#### [TASK TO COMPLETE]
Look through the records below, and whenever a line contains "convex", copy it.
· · · ·
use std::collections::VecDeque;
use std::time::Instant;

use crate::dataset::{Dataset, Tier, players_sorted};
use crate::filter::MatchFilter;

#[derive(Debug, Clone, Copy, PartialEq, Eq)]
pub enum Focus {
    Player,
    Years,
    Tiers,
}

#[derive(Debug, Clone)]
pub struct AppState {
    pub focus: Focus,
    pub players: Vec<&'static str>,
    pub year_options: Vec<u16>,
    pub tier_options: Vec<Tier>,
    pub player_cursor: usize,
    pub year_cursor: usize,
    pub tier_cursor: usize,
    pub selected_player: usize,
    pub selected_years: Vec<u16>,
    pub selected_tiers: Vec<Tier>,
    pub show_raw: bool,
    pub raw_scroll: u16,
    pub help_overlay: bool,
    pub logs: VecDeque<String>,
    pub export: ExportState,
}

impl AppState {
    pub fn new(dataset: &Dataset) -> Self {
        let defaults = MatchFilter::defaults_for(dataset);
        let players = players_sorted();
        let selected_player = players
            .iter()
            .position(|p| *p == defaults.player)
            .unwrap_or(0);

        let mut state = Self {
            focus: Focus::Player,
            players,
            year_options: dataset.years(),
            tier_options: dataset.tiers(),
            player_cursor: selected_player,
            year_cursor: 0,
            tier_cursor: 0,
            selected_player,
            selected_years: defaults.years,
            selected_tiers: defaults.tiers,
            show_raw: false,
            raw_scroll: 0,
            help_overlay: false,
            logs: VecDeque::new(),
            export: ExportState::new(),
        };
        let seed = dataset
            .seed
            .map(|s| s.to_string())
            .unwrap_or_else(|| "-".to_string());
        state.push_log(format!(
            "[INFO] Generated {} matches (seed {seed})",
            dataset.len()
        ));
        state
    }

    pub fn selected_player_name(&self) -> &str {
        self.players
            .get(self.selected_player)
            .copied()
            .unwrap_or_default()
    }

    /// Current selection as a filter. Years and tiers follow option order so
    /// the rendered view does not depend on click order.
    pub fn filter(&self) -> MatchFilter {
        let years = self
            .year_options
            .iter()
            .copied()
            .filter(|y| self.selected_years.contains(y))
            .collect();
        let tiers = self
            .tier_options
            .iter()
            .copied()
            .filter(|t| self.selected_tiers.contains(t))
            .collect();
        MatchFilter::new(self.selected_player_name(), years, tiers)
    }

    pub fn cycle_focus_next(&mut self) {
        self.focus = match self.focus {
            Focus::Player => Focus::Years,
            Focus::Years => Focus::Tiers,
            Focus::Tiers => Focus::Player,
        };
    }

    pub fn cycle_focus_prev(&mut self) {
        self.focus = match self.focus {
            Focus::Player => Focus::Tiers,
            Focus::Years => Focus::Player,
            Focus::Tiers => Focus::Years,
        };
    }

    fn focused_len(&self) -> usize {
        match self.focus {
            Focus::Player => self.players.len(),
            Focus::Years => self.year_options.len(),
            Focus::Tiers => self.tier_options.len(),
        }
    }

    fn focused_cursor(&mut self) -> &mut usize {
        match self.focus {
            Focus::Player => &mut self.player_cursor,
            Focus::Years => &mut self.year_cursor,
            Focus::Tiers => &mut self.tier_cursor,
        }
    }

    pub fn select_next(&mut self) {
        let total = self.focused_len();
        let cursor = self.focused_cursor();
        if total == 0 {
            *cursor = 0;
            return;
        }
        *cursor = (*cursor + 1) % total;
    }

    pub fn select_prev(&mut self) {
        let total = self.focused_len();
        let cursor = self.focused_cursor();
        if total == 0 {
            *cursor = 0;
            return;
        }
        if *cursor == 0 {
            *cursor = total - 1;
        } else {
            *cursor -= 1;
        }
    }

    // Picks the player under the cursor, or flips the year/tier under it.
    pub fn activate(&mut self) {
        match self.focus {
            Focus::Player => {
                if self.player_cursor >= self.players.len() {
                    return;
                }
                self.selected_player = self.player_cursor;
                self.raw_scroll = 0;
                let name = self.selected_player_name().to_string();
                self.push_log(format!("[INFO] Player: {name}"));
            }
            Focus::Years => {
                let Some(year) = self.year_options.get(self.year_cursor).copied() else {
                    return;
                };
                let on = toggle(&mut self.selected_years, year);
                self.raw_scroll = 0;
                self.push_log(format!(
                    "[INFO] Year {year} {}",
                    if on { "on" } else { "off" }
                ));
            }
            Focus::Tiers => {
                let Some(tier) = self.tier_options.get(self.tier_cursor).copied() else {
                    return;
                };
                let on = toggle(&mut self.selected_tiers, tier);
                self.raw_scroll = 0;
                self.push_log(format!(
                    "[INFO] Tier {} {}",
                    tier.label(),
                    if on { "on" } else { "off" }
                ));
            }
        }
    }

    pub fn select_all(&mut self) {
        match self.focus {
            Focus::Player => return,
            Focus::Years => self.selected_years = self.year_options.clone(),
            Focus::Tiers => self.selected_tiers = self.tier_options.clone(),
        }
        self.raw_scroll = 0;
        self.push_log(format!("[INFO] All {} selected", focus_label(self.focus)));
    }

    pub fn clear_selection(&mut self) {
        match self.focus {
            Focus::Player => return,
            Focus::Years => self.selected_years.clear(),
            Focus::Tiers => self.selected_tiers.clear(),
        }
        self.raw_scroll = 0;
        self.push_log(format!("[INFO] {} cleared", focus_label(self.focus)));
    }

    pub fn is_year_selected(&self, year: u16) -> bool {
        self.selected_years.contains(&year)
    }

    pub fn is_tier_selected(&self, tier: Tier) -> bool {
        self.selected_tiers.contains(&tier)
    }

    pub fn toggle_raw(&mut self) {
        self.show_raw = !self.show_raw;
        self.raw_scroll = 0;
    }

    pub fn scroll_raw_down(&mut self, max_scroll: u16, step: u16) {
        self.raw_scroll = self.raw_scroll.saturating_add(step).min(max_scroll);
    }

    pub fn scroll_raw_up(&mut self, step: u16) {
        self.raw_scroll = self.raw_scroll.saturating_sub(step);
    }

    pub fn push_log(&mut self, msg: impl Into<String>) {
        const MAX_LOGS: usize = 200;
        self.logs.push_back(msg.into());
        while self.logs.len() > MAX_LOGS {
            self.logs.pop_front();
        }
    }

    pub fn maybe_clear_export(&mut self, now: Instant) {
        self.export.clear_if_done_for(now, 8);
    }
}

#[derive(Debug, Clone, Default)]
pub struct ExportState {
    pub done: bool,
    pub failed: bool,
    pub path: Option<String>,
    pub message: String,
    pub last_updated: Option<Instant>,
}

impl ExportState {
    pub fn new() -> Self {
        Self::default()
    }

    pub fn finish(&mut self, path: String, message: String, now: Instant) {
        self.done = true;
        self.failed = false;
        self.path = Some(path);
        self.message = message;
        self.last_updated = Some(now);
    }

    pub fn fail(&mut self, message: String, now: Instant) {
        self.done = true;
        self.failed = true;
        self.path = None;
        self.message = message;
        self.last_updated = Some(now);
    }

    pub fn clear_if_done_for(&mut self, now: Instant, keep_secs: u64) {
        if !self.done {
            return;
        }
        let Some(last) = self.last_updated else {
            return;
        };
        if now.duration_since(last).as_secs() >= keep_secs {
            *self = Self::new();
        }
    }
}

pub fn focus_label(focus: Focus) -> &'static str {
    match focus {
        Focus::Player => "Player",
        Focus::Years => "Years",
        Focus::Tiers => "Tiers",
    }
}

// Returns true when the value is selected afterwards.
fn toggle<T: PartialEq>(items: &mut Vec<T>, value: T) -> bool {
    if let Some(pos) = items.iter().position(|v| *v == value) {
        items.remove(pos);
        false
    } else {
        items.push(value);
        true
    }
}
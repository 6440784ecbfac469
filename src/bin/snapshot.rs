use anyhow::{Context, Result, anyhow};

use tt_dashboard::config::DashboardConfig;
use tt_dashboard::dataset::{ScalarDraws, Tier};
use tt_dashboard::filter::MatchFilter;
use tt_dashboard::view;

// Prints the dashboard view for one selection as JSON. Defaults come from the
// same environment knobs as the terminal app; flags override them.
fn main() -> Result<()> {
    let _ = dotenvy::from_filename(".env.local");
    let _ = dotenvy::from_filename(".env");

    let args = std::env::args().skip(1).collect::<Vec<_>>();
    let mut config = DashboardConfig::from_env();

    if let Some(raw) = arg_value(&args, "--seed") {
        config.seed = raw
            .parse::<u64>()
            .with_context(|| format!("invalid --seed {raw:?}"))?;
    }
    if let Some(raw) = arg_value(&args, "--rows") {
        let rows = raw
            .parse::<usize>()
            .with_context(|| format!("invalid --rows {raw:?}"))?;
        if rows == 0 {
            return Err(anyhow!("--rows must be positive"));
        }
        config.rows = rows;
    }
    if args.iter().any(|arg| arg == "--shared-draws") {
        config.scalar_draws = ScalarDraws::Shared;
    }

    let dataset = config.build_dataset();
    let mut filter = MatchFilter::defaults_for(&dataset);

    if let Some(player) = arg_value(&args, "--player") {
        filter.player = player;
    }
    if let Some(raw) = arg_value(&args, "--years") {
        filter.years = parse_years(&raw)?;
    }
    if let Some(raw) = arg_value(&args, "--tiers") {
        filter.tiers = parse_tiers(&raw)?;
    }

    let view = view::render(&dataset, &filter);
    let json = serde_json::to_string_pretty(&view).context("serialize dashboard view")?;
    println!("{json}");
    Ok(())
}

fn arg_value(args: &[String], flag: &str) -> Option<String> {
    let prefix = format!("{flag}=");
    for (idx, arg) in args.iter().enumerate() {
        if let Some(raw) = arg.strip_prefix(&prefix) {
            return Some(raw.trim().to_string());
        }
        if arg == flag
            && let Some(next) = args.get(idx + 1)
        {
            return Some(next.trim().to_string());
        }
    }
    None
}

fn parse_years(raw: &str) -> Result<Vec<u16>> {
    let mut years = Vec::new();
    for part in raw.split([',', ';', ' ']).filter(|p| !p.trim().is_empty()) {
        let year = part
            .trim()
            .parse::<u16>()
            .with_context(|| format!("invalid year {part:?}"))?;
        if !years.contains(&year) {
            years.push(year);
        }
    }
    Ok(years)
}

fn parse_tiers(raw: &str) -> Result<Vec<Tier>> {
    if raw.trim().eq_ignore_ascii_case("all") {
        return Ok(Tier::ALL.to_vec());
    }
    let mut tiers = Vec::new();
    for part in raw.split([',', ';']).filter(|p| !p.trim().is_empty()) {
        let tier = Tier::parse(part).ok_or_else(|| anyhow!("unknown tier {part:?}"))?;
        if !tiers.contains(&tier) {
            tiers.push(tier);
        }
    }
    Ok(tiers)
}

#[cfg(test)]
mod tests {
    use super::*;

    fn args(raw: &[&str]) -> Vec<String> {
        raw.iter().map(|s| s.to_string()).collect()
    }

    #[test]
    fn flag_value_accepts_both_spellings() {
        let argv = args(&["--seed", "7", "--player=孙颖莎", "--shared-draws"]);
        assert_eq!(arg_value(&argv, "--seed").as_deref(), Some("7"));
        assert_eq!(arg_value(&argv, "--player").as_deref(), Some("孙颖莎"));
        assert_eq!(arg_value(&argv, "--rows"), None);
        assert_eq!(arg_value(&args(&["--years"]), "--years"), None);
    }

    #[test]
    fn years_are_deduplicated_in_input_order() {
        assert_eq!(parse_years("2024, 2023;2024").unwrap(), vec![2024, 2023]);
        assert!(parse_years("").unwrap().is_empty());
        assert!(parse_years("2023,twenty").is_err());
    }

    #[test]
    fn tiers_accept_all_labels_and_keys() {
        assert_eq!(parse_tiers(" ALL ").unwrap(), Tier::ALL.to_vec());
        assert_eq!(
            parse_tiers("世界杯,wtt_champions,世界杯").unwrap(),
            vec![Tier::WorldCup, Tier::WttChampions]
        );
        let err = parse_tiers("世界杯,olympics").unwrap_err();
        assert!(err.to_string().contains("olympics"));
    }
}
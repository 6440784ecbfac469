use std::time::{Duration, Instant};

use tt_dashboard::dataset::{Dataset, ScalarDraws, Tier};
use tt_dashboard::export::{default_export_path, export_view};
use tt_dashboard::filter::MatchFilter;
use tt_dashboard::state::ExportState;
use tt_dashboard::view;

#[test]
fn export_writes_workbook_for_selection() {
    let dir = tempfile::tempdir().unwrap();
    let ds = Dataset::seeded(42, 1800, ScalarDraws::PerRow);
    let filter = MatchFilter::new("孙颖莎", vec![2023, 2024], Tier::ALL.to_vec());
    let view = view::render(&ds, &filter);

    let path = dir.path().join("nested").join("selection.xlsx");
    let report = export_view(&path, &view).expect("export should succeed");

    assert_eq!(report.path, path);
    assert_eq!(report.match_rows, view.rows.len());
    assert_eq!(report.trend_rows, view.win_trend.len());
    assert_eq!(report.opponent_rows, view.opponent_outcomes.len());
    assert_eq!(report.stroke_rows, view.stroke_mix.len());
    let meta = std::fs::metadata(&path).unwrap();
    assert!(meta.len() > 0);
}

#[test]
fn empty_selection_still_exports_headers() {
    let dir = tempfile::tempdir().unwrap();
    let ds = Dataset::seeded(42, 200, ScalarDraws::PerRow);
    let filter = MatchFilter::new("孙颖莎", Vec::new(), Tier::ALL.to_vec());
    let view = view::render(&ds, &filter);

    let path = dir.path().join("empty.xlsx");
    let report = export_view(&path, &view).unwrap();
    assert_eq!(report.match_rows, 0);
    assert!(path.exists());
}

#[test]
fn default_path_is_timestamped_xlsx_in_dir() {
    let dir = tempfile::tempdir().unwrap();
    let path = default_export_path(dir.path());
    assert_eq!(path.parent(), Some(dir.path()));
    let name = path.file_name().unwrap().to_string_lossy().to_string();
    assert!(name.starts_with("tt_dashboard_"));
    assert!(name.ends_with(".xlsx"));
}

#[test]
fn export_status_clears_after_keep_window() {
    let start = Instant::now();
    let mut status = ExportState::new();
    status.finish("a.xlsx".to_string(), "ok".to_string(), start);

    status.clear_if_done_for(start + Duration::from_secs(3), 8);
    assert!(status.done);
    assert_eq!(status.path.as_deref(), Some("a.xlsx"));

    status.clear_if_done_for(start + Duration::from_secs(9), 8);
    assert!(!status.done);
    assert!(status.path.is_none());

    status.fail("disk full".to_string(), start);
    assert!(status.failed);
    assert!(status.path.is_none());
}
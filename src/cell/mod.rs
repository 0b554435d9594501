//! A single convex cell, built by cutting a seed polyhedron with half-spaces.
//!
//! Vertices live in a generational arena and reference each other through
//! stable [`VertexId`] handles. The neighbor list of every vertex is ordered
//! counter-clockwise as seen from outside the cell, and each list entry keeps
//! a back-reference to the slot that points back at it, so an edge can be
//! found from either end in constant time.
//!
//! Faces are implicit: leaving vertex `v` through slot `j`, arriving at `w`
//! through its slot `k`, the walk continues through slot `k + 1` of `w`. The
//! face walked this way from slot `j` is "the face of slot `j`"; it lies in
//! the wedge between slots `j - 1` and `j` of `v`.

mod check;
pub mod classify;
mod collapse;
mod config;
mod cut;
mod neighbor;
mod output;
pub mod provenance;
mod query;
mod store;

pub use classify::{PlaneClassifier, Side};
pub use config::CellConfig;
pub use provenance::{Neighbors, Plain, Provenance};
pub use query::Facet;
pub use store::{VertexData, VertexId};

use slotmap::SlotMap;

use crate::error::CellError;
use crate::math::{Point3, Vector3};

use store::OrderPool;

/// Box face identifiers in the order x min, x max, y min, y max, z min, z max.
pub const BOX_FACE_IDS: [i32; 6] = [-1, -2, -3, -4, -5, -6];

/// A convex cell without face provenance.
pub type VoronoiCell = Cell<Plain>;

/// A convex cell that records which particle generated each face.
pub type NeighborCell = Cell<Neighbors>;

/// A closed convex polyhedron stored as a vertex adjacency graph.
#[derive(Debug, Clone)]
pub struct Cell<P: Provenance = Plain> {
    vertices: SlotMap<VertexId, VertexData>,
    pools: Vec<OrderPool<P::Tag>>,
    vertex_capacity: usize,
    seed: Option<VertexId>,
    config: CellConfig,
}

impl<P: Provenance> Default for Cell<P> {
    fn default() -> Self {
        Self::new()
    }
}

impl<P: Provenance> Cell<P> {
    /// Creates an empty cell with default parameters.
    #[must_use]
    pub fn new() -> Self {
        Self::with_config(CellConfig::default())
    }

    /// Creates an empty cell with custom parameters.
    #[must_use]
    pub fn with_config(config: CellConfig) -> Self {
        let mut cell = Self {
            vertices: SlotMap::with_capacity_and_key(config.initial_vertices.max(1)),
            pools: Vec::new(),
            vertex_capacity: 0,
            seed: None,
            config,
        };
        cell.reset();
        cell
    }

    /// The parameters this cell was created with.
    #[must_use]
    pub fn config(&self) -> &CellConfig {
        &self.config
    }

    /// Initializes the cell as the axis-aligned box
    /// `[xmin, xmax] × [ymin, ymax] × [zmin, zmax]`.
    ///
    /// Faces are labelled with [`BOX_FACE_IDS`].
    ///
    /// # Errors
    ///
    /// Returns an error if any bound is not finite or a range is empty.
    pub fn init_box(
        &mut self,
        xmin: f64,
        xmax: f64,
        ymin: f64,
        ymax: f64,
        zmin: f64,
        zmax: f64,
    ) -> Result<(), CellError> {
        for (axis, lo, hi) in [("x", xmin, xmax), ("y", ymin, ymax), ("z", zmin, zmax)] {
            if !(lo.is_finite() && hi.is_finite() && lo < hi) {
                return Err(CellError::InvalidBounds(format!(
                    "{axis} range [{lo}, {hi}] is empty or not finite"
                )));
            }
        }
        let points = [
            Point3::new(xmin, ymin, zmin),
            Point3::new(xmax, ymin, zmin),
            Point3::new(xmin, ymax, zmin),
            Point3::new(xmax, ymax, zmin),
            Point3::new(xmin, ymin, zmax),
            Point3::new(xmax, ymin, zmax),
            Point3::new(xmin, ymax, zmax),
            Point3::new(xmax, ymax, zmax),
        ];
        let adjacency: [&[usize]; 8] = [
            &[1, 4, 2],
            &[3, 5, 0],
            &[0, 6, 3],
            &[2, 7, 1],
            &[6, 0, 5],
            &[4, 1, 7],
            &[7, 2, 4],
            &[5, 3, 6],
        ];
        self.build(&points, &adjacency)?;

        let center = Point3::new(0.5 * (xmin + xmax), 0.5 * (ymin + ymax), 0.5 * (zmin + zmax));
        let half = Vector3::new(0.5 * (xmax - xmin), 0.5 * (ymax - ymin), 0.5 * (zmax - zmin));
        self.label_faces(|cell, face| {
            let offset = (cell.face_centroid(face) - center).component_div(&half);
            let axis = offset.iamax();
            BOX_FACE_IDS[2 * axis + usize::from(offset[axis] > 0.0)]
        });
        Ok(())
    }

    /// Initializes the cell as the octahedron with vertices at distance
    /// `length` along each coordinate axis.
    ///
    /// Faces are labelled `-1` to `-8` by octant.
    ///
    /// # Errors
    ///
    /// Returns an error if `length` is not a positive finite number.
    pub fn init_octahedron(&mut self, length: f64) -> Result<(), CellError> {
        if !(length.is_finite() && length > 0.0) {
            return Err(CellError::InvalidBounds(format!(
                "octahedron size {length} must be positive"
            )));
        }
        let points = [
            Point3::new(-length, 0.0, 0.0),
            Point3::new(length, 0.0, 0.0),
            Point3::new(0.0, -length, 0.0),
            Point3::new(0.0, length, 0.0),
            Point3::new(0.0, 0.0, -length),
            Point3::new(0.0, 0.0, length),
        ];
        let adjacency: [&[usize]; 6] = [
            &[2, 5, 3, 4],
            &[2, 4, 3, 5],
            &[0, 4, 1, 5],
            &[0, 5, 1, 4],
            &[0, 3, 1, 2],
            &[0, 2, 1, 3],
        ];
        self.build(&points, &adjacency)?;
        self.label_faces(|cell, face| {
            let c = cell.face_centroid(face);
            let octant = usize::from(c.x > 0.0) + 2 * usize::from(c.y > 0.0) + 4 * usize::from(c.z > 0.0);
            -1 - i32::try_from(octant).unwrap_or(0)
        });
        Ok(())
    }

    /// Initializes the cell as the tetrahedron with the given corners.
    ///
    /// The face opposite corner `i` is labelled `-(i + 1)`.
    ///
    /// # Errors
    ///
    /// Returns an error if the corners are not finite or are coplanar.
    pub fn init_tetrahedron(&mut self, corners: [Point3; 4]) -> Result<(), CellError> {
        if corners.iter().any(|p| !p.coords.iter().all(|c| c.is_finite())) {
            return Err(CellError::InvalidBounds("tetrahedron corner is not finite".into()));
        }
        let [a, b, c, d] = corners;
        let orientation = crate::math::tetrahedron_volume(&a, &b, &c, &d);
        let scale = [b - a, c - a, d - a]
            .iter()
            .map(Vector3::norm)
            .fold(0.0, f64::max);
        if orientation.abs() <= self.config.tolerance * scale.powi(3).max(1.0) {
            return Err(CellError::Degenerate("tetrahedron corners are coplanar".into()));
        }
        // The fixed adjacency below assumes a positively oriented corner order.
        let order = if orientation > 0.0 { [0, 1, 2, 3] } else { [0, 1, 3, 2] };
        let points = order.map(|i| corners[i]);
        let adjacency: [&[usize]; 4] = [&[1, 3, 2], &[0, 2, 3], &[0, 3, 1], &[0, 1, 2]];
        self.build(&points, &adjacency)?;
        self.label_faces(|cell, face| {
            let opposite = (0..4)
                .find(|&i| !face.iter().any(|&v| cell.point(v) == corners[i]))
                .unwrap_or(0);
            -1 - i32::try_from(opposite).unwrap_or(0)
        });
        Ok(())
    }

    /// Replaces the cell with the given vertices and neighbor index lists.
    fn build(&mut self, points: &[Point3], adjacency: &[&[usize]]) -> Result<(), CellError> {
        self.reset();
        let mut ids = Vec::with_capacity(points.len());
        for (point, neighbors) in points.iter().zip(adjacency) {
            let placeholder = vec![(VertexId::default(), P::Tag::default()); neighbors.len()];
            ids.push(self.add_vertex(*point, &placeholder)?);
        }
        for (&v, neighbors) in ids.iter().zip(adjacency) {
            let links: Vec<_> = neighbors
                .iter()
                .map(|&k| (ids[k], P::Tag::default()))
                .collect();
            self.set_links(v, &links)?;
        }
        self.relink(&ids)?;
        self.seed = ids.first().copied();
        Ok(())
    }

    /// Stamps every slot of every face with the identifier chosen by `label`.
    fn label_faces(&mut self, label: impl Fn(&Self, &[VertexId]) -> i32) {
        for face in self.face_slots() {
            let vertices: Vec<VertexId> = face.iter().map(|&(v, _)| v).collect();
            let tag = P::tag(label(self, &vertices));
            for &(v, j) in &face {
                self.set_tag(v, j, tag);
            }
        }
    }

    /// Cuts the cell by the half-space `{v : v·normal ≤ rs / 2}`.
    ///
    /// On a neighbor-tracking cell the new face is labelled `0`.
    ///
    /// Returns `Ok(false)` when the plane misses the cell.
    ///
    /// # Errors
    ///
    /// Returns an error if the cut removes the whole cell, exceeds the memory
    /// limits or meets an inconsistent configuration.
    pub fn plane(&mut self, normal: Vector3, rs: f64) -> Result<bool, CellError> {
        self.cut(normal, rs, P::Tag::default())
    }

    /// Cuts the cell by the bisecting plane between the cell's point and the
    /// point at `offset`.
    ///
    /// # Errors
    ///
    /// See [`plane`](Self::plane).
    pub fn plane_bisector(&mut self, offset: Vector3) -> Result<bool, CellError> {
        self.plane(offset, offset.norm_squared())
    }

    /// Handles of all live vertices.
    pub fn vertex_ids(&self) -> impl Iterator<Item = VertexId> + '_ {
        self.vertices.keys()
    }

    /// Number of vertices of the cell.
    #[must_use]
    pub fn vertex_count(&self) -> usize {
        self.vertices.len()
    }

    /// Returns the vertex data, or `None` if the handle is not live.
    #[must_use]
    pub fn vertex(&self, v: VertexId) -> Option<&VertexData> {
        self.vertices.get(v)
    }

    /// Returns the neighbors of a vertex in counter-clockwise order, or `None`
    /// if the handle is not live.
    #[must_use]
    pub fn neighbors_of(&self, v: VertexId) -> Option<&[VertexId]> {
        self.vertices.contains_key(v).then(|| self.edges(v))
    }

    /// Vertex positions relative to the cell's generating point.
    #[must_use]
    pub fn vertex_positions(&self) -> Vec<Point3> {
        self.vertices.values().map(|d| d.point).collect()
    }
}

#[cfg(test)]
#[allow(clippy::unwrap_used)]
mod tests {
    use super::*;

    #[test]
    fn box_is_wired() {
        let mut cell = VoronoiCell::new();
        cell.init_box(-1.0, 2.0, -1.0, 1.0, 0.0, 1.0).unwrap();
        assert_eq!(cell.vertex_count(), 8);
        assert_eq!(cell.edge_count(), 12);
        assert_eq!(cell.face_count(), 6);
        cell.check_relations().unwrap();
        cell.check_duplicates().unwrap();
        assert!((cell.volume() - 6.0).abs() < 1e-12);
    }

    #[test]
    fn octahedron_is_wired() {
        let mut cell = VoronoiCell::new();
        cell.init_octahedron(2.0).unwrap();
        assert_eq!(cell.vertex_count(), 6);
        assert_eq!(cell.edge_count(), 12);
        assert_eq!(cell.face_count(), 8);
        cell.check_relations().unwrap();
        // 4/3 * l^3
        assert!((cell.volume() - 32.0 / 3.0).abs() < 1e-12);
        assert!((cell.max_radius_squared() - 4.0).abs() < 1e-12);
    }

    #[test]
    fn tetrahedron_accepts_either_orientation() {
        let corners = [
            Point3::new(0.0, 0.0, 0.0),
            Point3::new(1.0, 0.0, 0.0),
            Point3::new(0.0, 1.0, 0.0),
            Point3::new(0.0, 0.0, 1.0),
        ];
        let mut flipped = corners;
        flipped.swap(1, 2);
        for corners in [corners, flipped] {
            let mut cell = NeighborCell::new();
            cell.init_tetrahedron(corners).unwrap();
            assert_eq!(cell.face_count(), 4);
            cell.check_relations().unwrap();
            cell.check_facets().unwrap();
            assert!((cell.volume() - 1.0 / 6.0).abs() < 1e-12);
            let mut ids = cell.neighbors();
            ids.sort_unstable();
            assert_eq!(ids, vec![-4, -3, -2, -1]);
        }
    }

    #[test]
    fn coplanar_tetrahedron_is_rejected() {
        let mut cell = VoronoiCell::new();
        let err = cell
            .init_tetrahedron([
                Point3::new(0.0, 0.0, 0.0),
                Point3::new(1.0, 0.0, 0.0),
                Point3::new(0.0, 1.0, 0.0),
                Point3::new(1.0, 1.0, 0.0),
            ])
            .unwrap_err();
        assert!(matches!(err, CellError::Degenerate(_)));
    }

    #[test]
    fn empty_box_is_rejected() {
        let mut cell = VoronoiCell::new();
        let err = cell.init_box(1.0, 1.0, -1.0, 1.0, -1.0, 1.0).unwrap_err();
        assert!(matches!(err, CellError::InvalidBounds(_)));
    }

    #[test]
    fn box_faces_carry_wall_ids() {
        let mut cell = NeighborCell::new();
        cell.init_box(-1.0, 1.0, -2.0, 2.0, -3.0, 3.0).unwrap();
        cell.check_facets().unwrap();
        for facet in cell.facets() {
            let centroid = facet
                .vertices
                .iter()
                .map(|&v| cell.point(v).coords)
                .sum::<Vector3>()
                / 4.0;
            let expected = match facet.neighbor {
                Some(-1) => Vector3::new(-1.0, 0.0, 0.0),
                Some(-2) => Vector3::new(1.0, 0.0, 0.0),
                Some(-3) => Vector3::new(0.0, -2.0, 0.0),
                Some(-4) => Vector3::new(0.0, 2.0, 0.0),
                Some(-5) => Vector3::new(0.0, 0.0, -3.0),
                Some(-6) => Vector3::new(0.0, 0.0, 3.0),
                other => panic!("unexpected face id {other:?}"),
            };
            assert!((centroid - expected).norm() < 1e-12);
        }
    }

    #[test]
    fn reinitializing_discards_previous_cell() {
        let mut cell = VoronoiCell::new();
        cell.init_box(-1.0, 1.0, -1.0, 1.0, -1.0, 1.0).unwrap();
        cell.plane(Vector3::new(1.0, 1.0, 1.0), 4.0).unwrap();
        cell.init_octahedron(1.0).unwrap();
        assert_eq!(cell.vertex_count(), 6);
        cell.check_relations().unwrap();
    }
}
· · · ·
#### [RESPONSE]
//! A single convex cell, built by cutting a seed polyhedron with half-spaces.
/// A convex cell without face provenance.
/// A convex cell that records which particle generated each face.
/// A closed convex polyhedron stored as a vertex adjacency graph.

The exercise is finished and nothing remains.